_Given records_:
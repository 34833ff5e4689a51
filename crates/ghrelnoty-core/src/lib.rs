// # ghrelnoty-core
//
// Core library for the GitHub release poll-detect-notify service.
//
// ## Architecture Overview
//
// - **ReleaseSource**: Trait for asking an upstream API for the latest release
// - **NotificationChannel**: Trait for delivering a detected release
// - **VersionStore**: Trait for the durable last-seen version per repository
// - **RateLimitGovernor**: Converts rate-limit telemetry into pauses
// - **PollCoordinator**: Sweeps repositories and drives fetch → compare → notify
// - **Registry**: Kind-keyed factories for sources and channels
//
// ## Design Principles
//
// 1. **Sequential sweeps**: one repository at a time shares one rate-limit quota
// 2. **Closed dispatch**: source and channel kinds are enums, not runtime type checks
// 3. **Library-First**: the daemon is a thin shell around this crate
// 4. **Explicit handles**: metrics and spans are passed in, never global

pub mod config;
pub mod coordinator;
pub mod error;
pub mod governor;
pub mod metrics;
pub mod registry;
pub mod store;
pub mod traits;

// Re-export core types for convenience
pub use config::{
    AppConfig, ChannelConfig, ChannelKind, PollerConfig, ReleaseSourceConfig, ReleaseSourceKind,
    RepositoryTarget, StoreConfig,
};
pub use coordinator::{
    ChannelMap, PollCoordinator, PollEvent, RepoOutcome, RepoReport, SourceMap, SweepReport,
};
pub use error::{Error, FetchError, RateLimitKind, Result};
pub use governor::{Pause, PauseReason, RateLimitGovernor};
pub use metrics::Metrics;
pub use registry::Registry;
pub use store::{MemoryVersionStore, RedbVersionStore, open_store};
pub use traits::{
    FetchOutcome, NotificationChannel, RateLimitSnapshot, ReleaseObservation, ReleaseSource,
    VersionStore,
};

* * *

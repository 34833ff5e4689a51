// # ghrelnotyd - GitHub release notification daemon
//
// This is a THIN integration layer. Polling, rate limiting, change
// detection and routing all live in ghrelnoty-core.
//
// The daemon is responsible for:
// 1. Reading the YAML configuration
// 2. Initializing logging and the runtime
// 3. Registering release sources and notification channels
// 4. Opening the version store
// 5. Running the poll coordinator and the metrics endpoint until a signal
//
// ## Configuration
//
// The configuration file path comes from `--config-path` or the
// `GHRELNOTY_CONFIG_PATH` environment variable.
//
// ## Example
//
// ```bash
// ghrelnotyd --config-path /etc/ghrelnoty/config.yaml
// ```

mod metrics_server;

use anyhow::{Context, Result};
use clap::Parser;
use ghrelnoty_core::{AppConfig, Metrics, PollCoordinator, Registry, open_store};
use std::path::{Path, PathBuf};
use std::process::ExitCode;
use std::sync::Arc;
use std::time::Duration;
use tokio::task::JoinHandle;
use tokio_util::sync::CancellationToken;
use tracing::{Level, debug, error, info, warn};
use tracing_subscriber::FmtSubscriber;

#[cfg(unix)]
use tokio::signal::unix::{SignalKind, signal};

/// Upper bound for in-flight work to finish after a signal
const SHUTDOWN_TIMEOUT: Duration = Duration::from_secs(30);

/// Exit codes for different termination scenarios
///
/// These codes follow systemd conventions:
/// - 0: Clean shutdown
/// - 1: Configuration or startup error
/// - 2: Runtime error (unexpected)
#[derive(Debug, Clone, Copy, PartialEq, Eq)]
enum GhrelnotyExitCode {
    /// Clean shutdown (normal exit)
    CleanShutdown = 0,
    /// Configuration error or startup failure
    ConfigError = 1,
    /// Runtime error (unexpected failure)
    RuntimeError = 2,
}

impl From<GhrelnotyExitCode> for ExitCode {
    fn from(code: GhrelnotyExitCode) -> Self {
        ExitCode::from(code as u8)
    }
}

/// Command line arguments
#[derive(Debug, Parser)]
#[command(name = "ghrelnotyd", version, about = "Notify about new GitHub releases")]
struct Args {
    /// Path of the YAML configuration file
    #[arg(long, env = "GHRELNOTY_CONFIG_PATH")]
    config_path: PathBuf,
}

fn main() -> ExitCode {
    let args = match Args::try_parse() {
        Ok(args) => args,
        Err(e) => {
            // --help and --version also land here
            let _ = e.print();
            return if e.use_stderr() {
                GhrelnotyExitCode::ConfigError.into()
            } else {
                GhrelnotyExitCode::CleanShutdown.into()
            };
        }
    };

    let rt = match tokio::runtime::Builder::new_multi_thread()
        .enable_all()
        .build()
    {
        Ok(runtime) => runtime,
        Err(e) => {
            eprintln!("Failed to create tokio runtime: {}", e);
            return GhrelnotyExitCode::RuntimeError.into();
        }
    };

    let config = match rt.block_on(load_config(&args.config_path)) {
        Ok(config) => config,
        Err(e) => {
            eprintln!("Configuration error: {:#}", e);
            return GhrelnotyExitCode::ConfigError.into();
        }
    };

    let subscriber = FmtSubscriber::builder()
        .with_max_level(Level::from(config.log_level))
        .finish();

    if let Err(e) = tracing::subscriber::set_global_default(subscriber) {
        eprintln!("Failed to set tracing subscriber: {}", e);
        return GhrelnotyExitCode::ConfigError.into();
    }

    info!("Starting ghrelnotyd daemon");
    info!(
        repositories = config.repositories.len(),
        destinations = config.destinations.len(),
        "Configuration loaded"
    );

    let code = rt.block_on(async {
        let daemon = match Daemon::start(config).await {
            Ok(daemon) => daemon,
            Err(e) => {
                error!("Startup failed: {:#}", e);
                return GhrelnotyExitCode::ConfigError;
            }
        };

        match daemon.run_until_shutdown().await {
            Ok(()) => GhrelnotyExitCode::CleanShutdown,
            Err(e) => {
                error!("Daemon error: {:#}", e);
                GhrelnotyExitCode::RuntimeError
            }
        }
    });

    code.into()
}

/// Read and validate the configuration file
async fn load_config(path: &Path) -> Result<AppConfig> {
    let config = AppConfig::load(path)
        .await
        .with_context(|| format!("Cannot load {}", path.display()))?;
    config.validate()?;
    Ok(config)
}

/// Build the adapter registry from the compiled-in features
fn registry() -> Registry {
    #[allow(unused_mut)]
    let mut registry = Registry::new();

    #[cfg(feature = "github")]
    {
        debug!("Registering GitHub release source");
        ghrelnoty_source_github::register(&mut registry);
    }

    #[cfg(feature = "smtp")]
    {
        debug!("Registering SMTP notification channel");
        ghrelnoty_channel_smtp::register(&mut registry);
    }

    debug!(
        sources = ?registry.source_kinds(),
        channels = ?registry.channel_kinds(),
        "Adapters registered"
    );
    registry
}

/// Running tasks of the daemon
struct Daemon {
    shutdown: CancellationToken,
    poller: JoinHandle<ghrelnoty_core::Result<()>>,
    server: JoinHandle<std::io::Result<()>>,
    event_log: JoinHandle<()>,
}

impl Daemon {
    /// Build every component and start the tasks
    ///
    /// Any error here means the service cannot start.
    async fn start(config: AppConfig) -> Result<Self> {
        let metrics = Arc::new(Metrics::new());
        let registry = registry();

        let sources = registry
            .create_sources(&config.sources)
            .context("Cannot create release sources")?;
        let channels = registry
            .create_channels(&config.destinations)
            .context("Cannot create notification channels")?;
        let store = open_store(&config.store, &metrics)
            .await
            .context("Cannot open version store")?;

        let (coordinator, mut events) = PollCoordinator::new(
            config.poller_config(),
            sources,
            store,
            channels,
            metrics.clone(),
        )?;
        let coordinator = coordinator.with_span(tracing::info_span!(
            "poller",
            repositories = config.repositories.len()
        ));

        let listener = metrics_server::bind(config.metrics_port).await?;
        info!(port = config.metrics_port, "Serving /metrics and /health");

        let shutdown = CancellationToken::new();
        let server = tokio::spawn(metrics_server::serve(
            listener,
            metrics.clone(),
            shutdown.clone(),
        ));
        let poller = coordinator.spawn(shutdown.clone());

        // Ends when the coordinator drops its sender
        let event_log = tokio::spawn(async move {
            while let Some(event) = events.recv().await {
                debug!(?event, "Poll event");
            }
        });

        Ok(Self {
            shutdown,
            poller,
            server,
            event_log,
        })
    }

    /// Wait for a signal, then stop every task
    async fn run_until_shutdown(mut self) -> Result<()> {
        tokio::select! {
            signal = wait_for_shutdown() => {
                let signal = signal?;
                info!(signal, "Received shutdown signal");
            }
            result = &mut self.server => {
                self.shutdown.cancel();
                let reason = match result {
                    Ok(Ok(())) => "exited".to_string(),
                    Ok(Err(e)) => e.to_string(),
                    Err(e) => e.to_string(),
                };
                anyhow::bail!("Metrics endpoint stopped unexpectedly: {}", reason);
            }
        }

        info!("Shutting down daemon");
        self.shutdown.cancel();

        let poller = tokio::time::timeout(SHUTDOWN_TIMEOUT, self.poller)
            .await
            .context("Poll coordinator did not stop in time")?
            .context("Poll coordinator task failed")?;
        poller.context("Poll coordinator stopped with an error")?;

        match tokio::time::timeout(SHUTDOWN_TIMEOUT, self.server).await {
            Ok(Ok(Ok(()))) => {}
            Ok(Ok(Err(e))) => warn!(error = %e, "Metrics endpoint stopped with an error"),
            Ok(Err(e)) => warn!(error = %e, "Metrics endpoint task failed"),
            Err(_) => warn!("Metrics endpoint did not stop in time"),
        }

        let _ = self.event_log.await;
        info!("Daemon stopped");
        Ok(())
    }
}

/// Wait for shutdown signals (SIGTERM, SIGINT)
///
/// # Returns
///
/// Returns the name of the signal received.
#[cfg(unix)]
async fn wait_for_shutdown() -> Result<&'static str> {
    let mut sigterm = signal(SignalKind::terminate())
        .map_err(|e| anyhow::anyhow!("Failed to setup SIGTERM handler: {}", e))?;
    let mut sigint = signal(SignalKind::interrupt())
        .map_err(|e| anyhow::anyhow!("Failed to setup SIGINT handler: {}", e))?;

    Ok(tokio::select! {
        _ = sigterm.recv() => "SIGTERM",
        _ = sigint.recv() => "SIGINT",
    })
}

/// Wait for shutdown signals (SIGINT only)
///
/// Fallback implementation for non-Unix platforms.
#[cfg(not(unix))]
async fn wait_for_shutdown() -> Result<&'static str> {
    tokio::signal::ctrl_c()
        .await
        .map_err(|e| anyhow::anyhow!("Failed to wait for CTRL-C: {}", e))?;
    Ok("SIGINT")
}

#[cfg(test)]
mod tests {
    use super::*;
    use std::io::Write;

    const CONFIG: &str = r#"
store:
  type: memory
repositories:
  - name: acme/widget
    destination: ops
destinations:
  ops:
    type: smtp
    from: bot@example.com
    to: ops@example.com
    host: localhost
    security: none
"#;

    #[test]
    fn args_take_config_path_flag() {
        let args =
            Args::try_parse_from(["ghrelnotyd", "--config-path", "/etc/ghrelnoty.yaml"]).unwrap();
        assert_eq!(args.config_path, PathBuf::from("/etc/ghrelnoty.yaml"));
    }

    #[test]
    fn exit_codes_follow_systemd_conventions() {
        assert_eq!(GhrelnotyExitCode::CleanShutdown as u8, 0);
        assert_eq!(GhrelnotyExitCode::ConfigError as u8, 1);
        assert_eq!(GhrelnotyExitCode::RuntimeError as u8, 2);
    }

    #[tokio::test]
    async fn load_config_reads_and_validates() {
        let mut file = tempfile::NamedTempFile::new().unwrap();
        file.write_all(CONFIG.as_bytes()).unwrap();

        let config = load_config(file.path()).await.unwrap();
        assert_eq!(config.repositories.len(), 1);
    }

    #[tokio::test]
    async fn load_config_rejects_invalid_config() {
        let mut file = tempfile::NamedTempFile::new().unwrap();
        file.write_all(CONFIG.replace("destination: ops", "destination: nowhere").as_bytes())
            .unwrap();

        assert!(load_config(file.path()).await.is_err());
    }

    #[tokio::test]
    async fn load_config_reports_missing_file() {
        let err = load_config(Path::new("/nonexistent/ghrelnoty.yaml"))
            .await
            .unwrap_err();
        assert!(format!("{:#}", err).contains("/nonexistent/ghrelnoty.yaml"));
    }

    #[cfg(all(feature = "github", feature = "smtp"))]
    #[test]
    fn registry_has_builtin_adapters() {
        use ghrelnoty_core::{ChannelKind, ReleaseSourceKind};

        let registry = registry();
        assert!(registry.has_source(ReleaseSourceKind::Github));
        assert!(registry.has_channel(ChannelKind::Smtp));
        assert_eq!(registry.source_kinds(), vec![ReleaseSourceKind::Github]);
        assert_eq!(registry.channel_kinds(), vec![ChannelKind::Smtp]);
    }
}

==

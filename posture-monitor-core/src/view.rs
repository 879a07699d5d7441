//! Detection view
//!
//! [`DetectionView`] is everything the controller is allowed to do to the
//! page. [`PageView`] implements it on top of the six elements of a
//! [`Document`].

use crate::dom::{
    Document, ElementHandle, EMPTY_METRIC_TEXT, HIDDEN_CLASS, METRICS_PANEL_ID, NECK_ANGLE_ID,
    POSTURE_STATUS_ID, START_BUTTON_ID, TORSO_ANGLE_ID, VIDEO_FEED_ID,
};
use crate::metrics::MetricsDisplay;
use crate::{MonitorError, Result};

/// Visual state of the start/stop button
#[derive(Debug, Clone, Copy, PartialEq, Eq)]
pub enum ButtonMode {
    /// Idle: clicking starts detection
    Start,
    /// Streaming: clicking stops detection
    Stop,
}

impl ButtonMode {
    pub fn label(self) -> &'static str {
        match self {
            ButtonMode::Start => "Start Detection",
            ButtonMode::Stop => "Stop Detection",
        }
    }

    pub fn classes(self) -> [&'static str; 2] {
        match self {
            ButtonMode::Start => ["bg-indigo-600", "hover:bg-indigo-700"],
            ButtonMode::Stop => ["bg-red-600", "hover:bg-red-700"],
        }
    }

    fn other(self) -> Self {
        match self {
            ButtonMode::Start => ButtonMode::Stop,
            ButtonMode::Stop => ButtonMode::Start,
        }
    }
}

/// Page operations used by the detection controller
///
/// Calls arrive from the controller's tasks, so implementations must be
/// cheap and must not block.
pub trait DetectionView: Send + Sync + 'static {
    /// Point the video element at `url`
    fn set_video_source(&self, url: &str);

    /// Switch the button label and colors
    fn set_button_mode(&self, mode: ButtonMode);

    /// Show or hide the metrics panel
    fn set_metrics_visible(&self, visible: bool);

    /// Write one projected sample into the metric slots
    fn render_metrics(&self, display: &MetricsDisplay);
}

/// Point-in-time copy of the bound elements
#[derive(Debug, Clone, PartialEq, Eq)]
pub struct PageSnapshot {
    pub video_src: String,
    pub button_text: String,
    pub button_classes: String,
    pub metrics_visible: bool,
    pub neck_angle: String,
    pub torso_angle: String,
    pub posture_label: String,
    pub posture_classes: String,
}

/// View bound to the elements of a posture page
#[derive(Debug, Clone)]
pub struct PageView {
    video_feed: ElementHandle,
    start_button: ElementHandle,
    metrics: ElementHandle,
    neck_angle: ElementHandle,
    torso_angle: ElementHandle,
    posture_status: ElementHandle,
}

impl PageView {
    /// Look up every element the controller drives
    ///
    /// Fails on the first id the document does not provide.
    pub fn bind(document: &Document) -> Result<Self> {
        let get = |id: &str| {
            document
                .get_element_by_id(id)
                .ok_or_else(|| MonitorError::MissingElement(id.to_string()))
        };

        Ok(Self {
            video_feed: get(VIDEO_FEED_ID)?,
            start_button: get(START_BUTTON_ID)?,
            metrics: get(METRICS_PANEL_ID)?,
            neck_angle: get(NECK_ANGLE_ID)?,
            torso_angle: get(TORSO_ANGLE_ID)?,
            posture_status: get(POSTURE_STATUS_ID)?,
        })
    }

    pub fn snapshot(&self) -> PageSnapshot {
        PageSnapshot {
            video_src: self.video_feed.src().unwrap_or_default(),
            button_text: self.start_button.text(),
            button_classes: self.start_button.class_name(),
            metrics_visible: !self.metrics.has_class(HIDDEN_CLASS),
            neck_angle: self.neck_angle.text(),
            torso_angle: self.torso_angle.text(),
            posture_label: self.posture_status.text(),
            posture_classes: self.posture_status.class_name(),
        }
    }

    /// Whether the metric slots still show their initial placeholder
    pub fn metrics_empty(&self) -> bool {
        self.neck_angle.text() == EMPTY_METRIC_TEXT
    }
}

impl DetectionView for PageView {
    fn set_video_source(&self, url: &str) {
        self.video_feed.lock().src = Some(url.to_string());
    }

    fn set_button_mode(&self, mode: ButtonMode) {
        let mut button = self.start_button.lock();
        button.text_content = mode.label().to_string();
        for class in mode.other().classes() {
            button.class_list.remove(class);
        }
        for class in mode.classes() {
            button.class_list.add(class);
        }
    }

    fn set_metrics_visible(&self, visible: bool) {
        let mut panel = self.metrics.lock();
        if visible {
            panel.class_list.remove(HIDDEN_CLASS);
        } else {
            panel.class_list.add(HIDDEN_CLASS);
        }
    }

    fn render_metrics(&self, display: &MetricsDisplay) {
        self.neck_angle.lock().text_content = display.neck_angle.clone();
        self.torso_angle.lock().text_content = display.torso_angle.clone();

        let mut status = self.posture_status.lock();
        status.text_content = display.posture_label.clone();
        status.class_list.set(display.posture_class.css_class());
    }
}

_Your task_: When the line with "of the daemon" is reached in the data above, start copying there, and copy each line exactly until the line with "let channels = registry" has been copied; copy nothing else.

_Response_:
/// Running tasks of the daemon
struct Daemon {
    shutdown: CancellationToken,
    poller: JoinHandle<ghrelnoty_core::Result<()>>,
    server: JoinHandle<std::io::Result<()>>,
    event_log: JoinHandle<()>,
}

impl Daemon {
    /// Build every component and start the tasks
    ///
    /// Any error here means the service cannot start.
    async fn start(config: AppConfig) -> Result<Self> {
        let metrics = Arc::new(Metrics::new());
        let registry = registry();

        let sources = registry
            .create_sources(&config.sources)
            .context("Cannot create release sources")?;
        let channels = registry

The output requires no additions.